I wrote this function, and I THINK that the runtime would be O(nlogN), but I'm not exactly sure. Also, is there a CLEANER way to write this(java)? I feel like a more experienced programmer could do this with way less lines of code.
public static boolean anagramCheck(String strA, String strB){
if(strA.length() != strB.length()){
return false;
}
char arrA[] = strA.toCharArray();
char arrB[] = strB.toCharArray();
Arrays.sort(arrA);
Arrays.sort(arrB);
int j = 0;
for(char s : arrA){
if(s != arrB[j]){
return false;
}
j++;
}
return true;
}
Sorting is relatively expensive - O(n log n) - and in general is to be avoided if possible.
You can reduce the time complexity to O(n) by making one pass on each String to collect character frequencies, which can then be compared using Map#equals.

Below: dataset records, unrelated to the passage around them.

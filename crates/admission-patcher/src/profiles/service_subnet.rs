//! Places the load balancers of `LoadBalancer` Services into an internal subnet, by setting the
//! subnet annotation the cloud controller manager reads.
use k8s_openapi::{api::core::v1::ServiceSpec, apimachinery::pkg::apis::meta::v1::ObjectMeta};
use patch_webhook::{
    patch::{PatchDocument, child_pointer},
    view::{self, Nested, ProjectObjectError},
    webhooks::PatchRules,
};
use serde::Deserialize;
use serde_json::value::RawValue;

use super::annotations_pointer;
use crate::config::{NamespaceMatcher, SubnetId};

pub const SERVICE_KIND: &str = "Service";
pub const LOAD_BALANCER_SERVICE_TYPE: &str = "LoadBalancer";
pub const SUBNET_ANNOTATION: &str = "service.kubernetes.io/qcloud-loadbalancer-internal-subnetid";

#[derive(Debug, Deserialize)]
struct RawService {
    kind: String,

    #[serde(default)]
    metadata: ObjectMeta,

    #[serde(default)]
    spec: Option<ServiceSpec>,
}

/// The parts of an admitted object the subnet rules look at.
#[derive(Debug, PartialEq, Eq)]
pub struct ServiceView {
    pub kind: String,

    /// `spec.type`
    pub service_type: Option<String>,

    pub subnet_annotation: Nested<String>,
}

pub struct ServiceSubnetRules {
    subnet: SubnetId,
    namespaces: NamespaceMatcher,
}

impl ServiceSubnetRules {
    pub fn new(subnet: SubnetId, namespaces: NamespaceMatcher) -> Self {
        Self { subnet, namespaces }
    }

    fn applies_to(&self, view: &ServiceView, namespace: &str) -> bool {
        view.kind == SERVICE_KIND
            && view.service_type.as_deref() == Some(LOAD_BALANCER_SERVICE_TYPE)
            && self.namespaces.is_match(namespace)
    }
}

impl PatchRules for ServiceSubnetRules {
    type View = ServiceView;

    fn project(&self, object: &RawValue) -> Result<ServiceView, ProjectObjectError> {
        let RawService {
            kind,
            metadata,
            spec,
        } = view::deserialize_object(object)?;

        Ok(ServiceView {
            kind,
            service_type: spec.and_then(|spec| spec.type_),
            subnet_annotation: Nested::from_map(metadata.annotations, SUBNET_ANNOTATION),
        })
    }

    fn evaluate(&self, view: &ServiceView, namespace: &str) -> PatchDocument {
        let mut patch = PatchDocument::new();
        if !self.applies_to(view, namespace) {
            return patch;
        }

        let annotations = annotations_pointer();
        if view.subnet_annotation.is_absent() {
            patch.ensure_object(annotations.clone());
        }

        if !view.subnet_annotation.holds(&*self.subnet) {
            patch.replace(child_pointer(&annotations, SUBNET_ANNOTATION), &*self.subnet);
        }

        patch
    }
}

This can be done using only one line:
return strA.chars().boxed().collect(Collectors.groupingBy(i -> i, Collectors.counting()))
.equals(strB.chars().boxed().collect(Collectors.groupingBy(i -> i, Collectors.counting())));
Doubters that this code does in fact has a time complexity of O(n) can see live timing test showing constant time per letter - ie O(n) (where n is the word length in letters).